**PROBLEM STATEMENT**
Your task is to show every line in the listing below that includes "nothing".

**DATASET CONTENT**
==*==
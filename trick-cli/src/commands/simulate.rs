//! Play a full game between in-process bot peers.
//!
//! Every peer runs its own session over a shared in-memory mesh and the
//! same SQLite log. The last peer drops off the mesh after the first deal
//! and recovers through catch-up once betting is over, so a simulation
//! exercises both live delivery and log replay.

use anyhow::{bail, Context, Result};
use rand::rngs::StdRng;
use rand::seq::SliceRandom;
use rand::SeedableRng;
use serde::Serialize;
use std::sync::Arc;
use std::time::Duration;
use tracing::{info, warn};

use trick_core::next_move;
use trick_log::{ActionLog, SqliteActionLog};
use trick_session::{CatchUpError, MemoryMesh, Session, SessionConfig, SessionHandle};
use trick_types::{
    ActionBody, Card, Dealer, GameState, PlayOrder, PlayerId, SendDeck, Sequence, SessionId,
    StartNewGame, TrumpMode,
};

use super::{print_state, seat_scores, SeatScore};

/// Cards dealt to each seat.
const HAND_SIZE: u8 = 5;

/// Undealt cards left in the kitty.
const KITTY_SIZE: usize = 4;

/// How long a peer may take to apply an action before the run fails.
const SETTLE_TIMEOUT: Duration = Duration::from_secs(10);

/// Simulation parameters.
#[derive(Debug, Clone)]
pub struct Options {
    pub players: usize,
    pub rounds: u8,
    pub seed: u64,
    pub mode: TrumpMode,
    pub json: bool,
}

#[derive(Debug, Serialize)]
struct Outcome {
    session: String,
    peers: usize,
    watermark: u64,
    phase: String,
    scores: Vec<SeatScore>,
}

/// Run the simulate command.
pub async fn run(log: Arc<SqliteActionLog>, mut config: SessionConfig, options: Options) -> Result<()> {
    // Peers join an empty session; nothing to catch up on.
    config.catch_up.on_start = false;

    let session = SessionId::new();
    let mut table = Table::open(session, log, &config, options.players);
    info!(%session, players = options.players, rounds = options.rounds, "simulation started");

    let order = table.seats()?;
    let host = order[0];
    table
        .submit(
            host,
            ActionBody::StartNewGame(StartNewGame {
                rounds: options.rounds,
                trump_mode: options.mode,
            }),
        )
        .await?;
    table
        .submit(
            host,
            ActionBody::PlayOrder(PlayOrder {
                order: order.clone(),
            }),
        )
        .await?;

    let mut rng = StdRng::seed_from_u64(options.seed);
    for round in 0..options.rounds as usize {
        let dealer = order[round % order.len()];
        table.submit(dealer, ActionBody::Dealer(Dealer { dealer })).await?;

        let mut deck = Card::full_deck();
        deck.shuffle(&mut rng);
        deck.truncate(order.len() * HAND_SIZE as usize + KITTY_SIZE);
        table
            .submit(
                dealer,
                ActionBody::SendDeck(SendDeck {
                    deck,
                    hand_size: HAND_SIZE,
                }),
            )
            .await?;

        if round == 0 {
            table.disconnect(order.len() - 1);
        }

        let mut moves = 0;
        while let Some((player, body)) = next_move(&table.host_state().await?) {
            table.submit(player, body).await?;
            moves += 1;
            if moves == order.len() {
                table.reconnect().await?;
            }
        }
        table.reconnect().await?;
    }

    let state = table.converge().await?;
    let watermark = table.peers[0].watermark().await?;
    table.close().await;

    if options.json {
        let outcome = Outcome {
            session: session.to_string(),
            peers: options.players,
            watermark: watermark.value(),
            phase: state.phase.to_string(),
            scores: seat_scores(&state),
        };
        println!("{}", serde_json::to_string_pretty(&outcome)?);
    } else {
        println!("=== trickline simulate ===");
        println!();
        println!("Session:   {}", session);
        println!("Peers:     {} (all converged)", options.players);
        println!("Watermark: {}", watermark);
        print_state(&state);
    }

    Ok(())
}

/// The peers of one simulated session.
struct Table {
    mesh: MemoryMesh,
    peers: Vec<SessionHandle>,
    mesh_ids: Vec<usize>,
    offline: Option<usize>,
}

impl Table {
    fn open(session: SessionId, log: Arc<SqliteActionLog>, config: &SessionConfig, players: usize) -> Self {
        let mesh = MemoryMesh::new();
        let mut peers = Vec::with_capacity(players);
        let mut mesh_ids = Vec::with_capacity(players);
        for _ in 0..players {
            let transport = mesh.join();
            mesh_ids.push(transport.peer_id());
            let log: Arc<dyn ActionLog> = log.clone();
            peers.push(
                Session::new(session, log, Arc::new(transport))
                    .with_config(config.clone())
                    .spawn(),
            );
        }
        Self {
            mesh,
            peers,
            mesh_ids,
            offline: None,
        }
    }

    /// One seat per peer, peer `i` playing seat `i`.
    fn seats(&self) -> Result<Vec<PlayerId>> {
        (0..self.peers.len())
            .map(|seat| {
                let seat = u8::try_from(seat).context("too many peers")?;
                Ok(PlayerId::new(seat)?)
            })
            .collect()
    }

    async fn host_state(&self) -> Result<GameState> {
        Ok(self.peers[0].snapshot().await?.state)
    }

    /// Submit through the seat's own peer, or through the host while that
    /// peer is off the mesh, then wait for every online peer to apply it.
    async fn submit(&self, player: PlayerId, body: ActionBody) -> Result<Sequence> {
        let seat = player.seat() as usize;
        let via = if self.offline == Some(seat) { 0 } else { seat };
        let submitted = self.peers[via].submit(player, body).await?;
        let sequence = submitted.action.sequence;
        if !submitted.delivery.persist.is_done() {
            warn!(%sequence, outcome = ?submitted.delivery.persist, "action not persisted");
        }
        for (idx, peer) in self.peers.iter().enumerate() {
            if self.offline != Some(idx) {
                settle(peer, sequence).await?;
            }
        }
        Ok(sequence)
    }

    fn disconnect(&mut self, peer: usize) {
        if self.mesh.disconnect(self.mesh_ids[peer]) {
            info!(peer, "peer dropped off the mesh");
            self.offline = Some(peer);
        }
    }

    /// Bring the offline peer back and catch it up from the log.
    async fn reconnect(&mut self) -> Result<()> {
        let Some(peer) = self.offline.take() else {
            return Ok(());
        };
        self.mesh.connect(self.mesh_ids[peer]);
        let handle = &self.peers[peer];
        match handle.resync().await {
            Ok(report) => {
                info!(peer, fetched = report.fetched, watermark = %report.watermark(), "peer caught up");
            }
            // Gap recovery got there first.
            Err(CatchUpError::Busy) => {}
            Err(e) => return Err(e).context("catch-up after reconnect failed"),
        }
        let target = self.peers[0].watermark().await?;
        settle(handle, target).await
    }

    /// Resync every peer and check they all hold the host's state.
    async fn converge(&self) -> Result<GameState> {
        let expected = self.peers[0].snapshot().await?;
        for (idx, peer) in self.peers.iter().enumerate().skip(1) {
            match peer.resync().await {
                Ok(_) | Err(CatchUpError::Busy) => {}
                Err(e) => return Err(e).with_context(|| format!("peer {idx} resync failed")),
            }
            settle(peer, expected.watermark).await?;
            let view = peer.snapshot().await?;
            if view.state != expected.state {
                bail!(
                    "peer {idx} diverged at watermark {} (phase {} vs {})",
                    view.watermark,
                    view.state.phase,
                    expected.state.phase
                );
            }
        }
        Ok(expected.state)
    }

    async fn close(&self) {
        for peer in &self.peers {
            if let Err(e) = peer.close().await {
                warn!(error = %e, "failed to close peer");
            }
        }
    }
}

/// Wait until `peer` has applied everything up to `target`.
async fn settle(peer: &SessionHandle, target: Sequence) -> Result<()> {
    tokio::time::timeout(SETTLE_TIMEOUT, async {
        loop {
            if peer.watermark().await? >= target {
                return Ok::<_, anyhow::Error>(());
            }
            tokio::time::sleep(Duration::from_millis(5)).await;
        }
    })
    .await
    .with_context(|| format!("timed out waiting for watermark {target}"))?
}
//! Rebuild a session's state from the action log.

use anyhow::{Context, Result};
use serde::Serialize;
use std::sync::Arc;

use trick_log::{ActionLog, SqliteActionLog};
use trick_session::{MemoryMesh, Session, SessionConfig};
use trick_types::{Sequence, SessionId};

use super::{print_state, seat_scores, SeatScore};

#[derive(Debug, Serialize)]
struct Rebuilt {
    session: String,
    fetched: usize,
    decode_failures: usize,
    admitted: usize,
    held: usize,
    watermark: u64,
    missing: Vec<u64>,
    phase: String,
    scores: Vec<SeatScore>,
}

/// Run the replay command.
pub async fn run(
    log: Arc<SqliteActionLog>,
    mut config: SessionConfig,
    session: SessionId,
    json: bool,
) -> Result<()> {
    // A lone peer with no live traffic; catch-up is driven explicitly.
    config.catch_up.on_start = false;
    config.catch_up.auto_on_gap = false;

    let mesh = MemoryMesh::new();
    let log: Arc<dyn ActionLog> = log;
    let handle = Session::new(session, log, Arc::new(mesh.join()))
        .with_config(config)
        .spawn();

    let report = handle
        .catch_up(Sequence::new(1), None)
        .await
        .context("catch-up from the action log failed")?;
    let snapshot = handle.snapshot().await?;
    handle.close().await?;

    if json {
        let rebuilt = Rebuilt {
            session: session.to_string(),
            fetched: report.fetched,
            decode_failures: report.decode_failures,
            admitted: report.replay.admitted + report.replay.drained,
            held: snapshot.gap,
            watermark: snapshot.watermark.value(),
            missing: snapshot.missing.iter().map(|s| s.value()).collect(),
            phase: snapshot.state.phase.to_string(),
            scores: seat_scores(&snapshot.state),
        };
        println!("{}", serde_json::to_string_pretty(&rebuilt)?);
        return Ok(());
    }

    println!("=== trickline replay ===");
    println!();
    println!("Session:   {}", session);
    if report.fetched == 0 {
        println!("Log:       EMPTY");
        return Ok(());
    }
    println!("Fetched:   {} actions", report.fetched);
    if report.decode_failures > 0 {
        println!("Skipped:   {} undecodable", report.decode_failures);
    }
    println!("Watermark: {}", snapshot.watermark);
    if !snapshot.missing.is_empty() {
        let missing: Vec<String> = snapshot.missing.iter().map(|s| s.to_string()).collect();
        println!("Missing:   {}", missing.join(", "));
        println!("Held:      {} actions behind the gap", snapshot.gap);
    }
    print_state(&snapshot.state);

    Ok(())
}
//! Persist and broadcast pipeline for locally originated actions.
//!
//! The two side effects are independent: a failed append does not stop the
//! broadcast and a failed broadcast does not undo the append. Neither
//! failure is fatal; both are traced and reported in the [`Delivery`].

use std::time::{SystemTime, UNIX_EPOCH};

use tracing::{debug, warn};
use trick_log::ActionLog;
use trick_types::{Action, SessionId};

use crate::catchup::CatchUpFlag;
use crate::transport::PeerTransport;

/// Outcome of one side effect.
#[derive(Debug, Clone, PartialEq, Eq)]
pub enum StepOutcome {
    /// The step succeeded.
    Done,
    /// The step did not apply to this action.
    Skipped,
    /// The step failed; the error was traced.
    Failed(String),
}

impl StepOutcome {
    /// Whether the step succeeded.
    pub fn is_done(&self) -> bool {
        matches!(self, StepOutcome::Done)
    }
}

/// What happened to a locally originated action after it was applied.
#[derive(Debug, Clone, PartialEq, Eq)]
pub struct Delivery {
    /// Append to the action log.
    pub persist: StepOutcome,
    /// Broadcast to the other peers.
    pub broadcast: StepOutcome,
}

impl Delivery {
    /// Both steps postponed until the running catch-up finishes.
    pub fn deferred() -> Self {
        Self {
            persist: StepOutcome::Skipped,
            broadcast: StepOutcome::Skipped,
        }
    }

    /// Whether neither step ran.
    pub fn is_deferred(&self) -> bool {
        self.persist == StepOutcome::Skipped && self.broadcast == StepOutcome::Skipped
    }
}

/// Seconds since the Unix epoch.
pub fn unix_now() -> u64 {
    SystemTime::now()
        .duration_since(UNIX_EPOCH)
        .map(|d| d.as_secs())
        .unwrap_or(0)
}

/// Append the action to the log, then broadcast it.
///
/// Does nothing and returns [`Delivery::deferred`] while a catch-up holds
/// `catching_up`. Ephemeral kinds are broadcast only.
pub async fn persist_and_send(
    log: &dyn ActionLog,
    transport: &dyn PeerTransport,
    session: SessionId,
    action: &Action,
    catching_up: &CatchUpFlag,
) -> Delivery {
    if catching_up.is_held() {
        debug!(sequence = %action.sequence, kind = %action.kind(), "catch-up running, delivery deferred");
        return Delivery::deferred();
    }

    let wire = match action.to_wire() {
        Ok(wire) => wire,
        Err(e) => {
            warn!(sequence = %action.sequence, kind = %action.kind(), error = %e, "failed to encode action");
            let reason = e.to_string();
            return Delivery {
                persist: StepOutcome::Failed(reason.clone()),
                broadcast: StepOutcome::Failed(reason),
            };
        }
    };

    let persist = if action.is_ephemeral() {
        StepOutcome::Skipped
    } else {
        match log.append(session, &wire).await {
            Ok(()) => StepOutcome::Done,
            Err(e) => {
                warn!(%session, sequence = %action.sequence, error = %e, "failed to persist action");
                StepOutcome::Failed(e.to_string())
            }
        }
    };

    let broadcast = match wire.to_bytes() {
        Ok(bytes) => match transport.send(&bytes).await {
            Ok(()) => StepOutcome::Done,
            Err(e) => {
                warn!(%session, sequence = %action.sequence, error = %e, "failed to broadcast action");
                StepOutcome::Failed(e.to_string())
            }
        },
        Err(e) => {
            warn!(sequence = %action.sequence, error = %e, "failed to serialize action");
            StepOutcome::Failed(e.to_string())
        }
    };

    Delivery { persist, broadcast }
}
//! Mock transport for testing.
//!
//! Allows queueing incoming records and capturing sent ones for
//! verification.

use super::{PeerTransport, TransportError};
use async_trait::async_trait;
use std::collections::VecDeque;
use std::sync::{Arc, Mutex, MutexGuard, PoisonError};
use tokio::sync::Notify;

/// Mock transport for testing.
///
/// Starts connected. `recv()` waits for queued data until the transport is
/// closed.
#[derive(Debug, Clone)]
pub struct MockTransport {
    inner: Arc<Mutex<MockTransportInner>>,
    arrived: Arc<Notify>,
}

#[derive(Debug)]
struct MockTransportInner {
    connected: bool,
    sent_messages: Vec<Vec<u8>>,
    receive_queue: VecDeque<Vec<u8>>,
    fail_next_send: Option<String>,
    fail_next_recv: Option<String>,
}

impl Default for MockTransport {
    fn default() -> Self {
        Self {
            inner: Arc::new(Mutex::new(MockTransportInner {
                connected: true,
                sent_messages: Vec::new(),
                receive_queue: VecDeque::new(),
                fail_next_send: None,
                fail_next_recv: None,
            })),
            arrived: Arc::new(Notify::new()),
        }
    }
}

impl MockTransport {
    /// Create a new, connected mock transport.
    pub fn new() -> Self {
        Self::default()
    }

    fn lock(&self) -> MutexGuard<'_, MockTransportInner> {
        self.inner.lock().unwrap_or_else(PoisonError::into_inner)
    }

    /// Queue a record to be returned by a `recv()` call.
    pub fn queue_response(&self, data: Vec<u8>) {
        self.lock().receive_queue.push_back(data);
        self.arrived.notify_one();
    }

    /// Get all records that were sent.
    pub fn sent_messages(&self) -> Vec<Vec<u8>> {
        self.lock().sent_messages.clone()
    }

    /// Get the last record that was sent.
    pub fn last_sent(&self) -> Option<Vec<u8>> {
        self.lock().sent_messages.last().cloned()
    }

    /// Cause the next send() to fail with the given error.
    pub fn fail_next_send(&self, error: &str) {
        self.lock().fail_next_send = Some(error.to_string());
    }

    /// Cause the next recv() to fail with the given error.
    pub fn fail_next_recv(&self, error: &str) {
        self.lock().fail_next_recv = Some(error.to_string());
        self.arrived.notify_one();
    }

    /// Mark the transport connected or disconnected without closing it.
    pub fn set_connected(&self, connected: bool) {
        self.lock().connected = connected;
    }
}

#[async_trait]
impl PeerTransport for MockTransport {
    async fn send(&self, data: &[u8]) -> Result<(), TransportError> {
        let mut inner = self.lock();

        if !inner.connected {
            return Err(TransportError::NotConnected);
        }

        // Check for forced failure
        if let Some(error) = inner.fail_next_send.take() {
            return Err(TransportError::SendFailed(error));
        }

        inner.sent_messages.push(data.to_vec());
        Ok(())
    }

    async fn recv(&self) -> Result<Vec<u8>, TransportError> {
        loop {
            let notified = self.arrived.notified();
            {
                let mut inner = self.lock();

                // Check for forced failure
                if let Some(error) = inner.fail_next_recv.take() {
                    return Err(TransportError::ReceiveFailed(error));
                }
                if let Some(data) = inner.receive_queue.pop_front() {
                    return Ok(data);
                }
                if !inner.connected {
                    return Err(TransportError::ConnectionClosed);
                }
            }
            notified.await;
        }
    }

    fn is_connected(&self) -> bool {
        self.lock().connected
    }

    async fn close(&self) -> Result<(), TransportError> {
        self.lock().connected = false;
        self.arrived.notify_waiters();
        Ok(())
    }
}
==*==
**WRITTEN RESPONSE**
    // Peers join an empty session; nothing to catch up on.
/// Does nothing and returns [`Delivery::deferred`] while a catch-up holds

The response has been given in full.